Stream ciphers, RC4 and biases

To just check out the JAVA-implemented RC4 cipher, have a look at the github repo.

Open Table of contents

Preamble
RC4
Implementation
Issues with RC4
Footnotes

Preamble

I’ve recently been keen on getting back into cryptography / cybersecurity topics to brush up on old knowledge from uni. One topic that’s come up when I’ve been browsing around is that of stream ciphers, i.e. ciphers where a continous stream plaintext digits are encoded with a keystream that has been generated with some key.

One of the arguably most famous stream ciphers is RC4 (Rivest Cipher 4) created by Ron Rivest, one of the co-creators of the RSA public key cryptography algorithm. This cipher ended up being used in protocols such as WEP, SSL (later TSL) and was kept as a trade secret of RSA Security for years, until it was reverse-engineered and posted on the Cypherpunks mailing list in September 1994.

In the wake of the cipher becoming public, researchers have identified a growing list of inherent issues and attack vectors in the algorithm. Consensus has grown over time among researchers that the RC4 cipher is considered unsafe, and in the latest version of TLS 1.3, the corresponding RFC 8446 (Rescorla, 2018)[^1]. states:

The security of RC4 cipher suites is considered insufficient for the reasons cited in [RFC7465]. Implementations MUST NOT offer or negotiate RC4 cipher suites for any version of TLS for any reason.

Although the cipher is now considered unsafe and is (hopefully) largely phased out, I still thought it would be interesting to get a basic understanding of its implementation as well as the identified issues, and so I decided to implement it.

RC4

As previously mentioned, stream ciphers are based on the notion of using a key to generate a keystream which is then combined with the plaintext to generate a cipherstream.
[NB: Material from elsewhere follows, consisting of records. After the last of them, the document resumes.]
#[cfg(test)]
mod tests {
    use super::*;
    use crate::persist::MemoryStorage;

    async fn service() -> (Arc<MemoryStorage>, VectorDbService) {
        let storage = Arc::new(MemoryStorage::new());
        let svc = VectorDbService::new(storage.clone());
        (storage, svc)
    }

    async fn flat_library(svc: &VectorDbService) -> Library {
        svc.create_library("docs".into(), 4, "flat", None, HashMap::new())
            .await
            .unwrap()
    }

    fn chunk(doc_id: &str, text: &str, embedding: Vec<f32>) -> NewChunk {
        NewChunk {
            document_id: doc_id.to_string(),
            text: text.to_string(),
            embedding,
            metadata: HashMap::new(),
        }
    }

    #[tokio::test]
    async fn create_library_validates_inputs() {
        let (_, svc) = service().await;
        assert_eq!(
            svc.create_library(" ".into(), 4, "flat", None, HashMap::new())
                .await
                .unwrap_err()
                .kind(),
            "validation"
        );
        assert_eq!(
            svc.create_library("x".into(), 0, "flat", None, HashMap::new())
                .await
                .unwrap_err()
                .kind(),
            "validation"
        );
        assert_eq!(
            svc.create_library("x".into(), 4, "kdtree", None, HashMap::new())
                .await
                .unwrap_err()
                .kind(),
            "validation"
        );
    }

    #[tokio::test]
    async fn chunk_crud_keeps_index_coherent() {
        let (_, svc) = service().await;
        let lib = flat_library(&svc).await;
        let doc = svc
            .create_document(&lib.id, "intro".into(), HashMap::new())
            .await
            .unwrap();

        let a = svc
            .create_chunk(&lib.id, chunk(&doc.id, "a", vec![1.0, 0.0, 0.0, 0.0]))
            .await
            .unwrap();
        svc.create_chunk(&lib.id, chunk(&doc.id, "b", vec![0.0, 1.0, 0.0, 0.0]))
            .await
            .unwrap();

        let stats = svc.stats(&lib.id).await.unwrap();
        assert_eq!(stats.n_chunks, 2);
        assert_eq!(stats.index.size, 2);

        // update embedding relocates the index entry
        let patch = ChunkPatch {
            embedding: Some(vec![0.0, 0.0, 1.0, 0.0]),
            ..Default::default()
        };
        svc.update_chunk(&lib.id, &a.id, patch).await.unwrap();
        let hits = svc
            .search(&lib.id, &[0.0, 0.0, 1.0, 0.0], 1, false)
            .await
            .unwrap();
        assert_eq!(hits[0].chunk_id, a.id);

        svc.delete_chunk(&lib.id, &a.id).await.unwrap();
        let stats = svc.stats(&lib.id).await.unwrap();
        assert_eq!(stats.n_chunks, 1);
        assert_eq!(stats.index.size, 1);
    }

    #[tokio::test]
    async fn chunk_requires_existing_document_and_matching_dims() {
        let (_, svc) = service().await;
        let lib = flat_library(&svc).await;
        let err = svc
            .create_chunk(&lib.id, chunk("ghost", "a", vec![1.0, 0.0, 0.0, 0.0]))
            .await
            .unwrap_err();
        assert_eq!(err.kind(), "not_found");

        let doc = svc
            .create_document(&lib.id, "intro".into(), HashMap::new())
            .await
            .unwrap();
        let err = svc
            .create_chunk(&lib.id, chunk(&doc.id, "a", vec![1.0, 0.0]))
            .await
            .unwrap_err();
        assert_eq!(err.kind(), "validation");
        let err = svc
            .create_chunk(&lib.id, chunk(&doc.id, "a", vec![1.0, f32::NAN, 0.0, 0.0]))
            .await
            .unwrap_err();
        assert_eq!(err.kind(), "validation");
    }

    #[tokio::test]
    async fn persistence_failure_rolls_back_create() {
        let (storage, svc) = service().await;
        let lib = flat_library(&svc).await;
        let doc = svc
            .create_document(&lib.id, "intro".into(), HashMap::new())
            .await
            .unwrap();

        storage.set_fail_writes(true);
        let err = svc
            .create_chunk(&lib.id, chunk(&doc.id, "a", vec![1.0, 0.0, 0.0, 0.0]))
            .await
            .unwrap_err();
        assert_eq!(err.kind(), "upstream");
        storage.set_fail_writes(false);

        let stats = svc.stats(&lib.id).await.unwrap();
        assert_eq!(stats.n_chunks, 0);
        assert_eq!(stats.index.size, 0);
    }

    #[tokio::test]
    async fn batch_failure_rolls_back_prior_insertions() {
        let (_, svc) = service().await;
        let lib = flat_library(&svc).await;
        let doc = svc
            .create_document(&lib.id, "intro".into(), HashMap::new())
            .await
            .unwrap();

        let items = vec![
            chunk(&doc.id, "ok-1", vec![1.0, 0.0, 0.0, 0.0]),
            chunk(&doc.id, "ok-2", vec![0.0, 1.0, 0.0, 0.0]),
            chunk(&doc.id, "bad", vec![0.0, 1.0]), // dim mismatch
        ];
        let err = svc.create_chunks_batch(&lib.id, items).await.unwrap_err();
        assert_eq!(err.kind(), "validation");

        let stats = svc.stats(&lib.id).await.unwrap();
        assert_eq!(stats.n_chunks, 0);
        assert_eq!(stats.index.size, 0);
    }

    #[tokio::test]
    async fn document_delete_cascades() {
        let (storage, svc) = service().await;
        let lib = flat_library(&svc).await;
        let doc = svc
            .create_document(&lib.id, "intro".into(), HashMap::new())
            .await
            .unwrap();
        let keep = svc
            .create_document(&lib.id, "other".into(), HashMap::new())
            .await
            .unwrap();
        svc.create_chunk(&lib.id, chunk(&doc.id, "a", vec![1.0, 0.0, 0.0, 0.0]))
            .await
            .unwrap();
        svc.create_chunk(&lib.id, chunk(&keep.id, "b", vec![0.0, 1.0, 0.0, 0.0]))
            .await
            .unwrap();

        svc.delete_document(&lib.id, &doc.id).await.unwrap();
        let stats = svc.stats(&lib.id).await.unwrap();
        assert_eq!(stats.n_documents, 1);
        assert_eq!(stats.n_chunks, 1);
        assert_eq!(stats.index.size, 1);

        // storage agrees
        let snap = storage.load_all().await.unwrap();
        assert_eq!(snap.chunks_by_library[&lib.id].len(), 1);
        assert_eq!(snap.documents_by_library[&lib.id].len(), 1);
    }

    #[tokio::test]
    async fn immutable_fields_conflict() {
        let (_, svc) = service().await;
        let lib = flat_library(&svc).await;
        let patch = LibraryPatch {
            dims: Some(8),
            ..Default::default()
        };
        assert_eq!(
            svc.update_library(&lib.id, patch).await.unwrap_err().kind(),
            "conflict"
        );

        let doc = svc
            .create_document(&lib.id, "intro".into(), HashMap::new())
            .await
            .unwrap();
        let patch = DocumentPatch {
            library_id: Some("elsewhere".into()),
            ..Default::default()
        };
        assert_eq!(
            svc.update_document(&lib.id, &doc.id, patch)
                .await
                .unwrap_err()
                .kind(),
            "conflict"
        );
    }

    #[tokio::test]
    async fn train_is_ivf_only() {
        let (_, svc) = service().await;
        let lib = flat_library(&svc).await;
        let err = svc.train_index(&lib.id, None).await.unwrap_err();
        assert_eq!(err.kind(), "validation");
    }

    #[tokio::test]
    async fn ivf_lifecycle_train_then_insert() {
        let (_, svc) = service().await;
        let params = serde_json::json!({ "n_clusters": 2, "n_probes": 2, "seed": 0 });
        let lib = svc
            .create_library("vecs".into(), 4, "ivf", Some(&params), HashMap::new())
            .await
            .unwrap();
        let doc = svc
            .create_document(&lib.id, "intro".into(), HashMap::new())
            .await
            .unwrap();

        // insert before train -> state error
        let err = svc
            .create_chunk(&lib.id, chunk(&doc.id, "a", vec![1.0, 0.0, 0.0, 0.0]))
            .await
            .unwrap_err();
        assert_eq!(err.kind(), "state");

        // train on explicit samples, then inserts succeed
        let samples = vec![vec![1.0, 0.0, 0.0, 0.0], vec![0.0, 1.0, 0.0, 0.0]];
        svc.train_index(&lib.id, Some(samples)).await.unwrap();
        let lib_after = svc.get_library(&lib.id).await.unwrap();
        assert!(lib_after.index_trained);

        svc.create_chunk(&lib.id, chunk(&doc.id, "a", vec![1.0, 0.0, 0.0, 0.0]))
            .await
            .unwrap();
        let hits = svc
            .search(&lib.id, &[1.0, 0.0, 0.0, 0.0], 1, true)
            .await
            .unwrap();
        assert_eq!(hits.len(), 1);
        assert_eq!(hits[0].chunk.as_ref().unwrap().text, "a");
    }

    #[tokio::test]
    async fn rebuild_is_fixed_point_at_service_level() {
        let (_, svc) = service().await;
        let lib = flat_library(&svc).await;
        let doc = svc
            .create_document(&lib.id, "intro".into(), HashMap::new())
            .await
            .unwrap();
        for (text, v) in [
            ("a", vec![1.0, 0.0, 0.0, 0.0]),
            ("b", vec![0.0, 1.0, 0.0, 0.0]),
        ] {
            svc.create_chunk(&lib.id, chunk(&doc.id, text, v)).await.unwrap();
        }
        svc.rebuild_index(&lib.id).await.unwrap();
        let first = svc.search(&lib.id, &[1.0, 0.0, 0.0, 0.0], 2, false).await.unwrap();
        svc.rebuild_index(&lib.id).await.unwrap();
        let second = svc.search(&lib.id, &[1.0, 0.0, 0.0, 0.0], 2, false).await.unwrap();
        assert_eq!(
            first.iter().map(|r| r.chunk_id.clone()).collect::<Vec<_>>(),
            second.iter().map(|r| r.chunk_id.clone()).collect::<Vec<_>>()
        );
    }

    #[tokio::test]
    async fn delete_library_removes_everything() {
        let (storage, svc) = service().await;
        let lib = flat_library(&svc).await;
        let doc = svc
            .create_document(&lib.id, "intro".into(), HashMap::new())
            .await
            .unwrap();
        svc.create_chunk(&lib.id, chunk(&doc.id, "a", vec![1.0, 0.0, 0.0, 0.0]))
            .await
            .unwrap();

        svc.delete_library(&lib.id).await.unwrap();
        assert_eq!(svc.get_library(&lib.id).await.unwrap_err().kind(), "not_found");
        let snap = storage.load_all().await.unwrap();
        assert!(snap.libraries.is_empty());
        assert!(snap.chunks_by_library.is_empty());
    }

    #[tokio::test]
    async fn search_clamps_k_and_handles_oversized_requests() {
        let (_, svc) = service().await;
        let lib = flat_library(&svc).await;
        let doc = svc
            .create_document(&lib.id, "intro".into(), HashMap::new())
            .await
            .unwrap();
        svc.create_chunk(&lib.id, chunk(&doc.id, "a", vec![1.0, 0.0, 0.0, 0.0]))
            .await
            .unwrap();
        // larger than library size returns what is available
        let hits = svc
            .search(&lib.id, &[1.0, 0.0, 0.0, 0.0], 50_000, false)
            .await
            .unwrap();
        assert_eq!(hits.len(), 1);
        // k = 0 clamps up to 1
        let hits = svc
            .search(&lib.id, &[1.0, 0.0, 0.0, 0.0], 0, false)
            .await
            .unwrap();
        assert_eq!(hits.len(), 1);
    }

    #[tokio::test]
    async fn delete_all_chunks_resets_index() {
        let (_, svc) = service().await;
        let lib = flat_library(&svc).await;
        let doc = svc
            .create_document(&lib.id, "intro".into(), HashMap::new())
            .await
            .unwrap();
        for i in 0..5 {
            let mut v = vec![0.0; 4];
            v[i % 4] = 1.0;
            svc.create_chunk(&lib.id, chunk(&doc.id, &format!("t{i}"), v))
                .await
                .unwrap();
        }
        let n = svc.delete_all_chunks(&lib.id).await.unwrap();
        assert_eq!(n, 5);
        let stats = svc.stats(&lib.id).await.unwrap();
        assert_eq!(stats.n_chunks, 0);
        assert_eq!(stats.index.size, 0);
    }
}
In RC4 the above operations are carried out as two main steps, KSA (Key-scheduling algorithm) and PRGA (Pseudo-random generation algorithm). A randomly generated key is used in the KSA to generate a permutation of all possible bytes S. This permutation is then used along with two pointers (i and j) to generate a keystream K of equal length to plaintext. The final cipher is then encrypted by outputting the XOR output of each byte-pair in the keystream and plaintext. Similarly, the cipher can be decrypted by XOR:ing the cyphertext against the keystream again.

Implementation

The following snippets are taken from the main class here here.

This is the key-scheduling algorithm. My approach was to stay clear of the byte type as much as possible, as the state array values need to be in the range[0, 255] and the java byte type is signed in the range [-128, 127], instead relying on the int type and converting any signed byte inputs into the unsigned range.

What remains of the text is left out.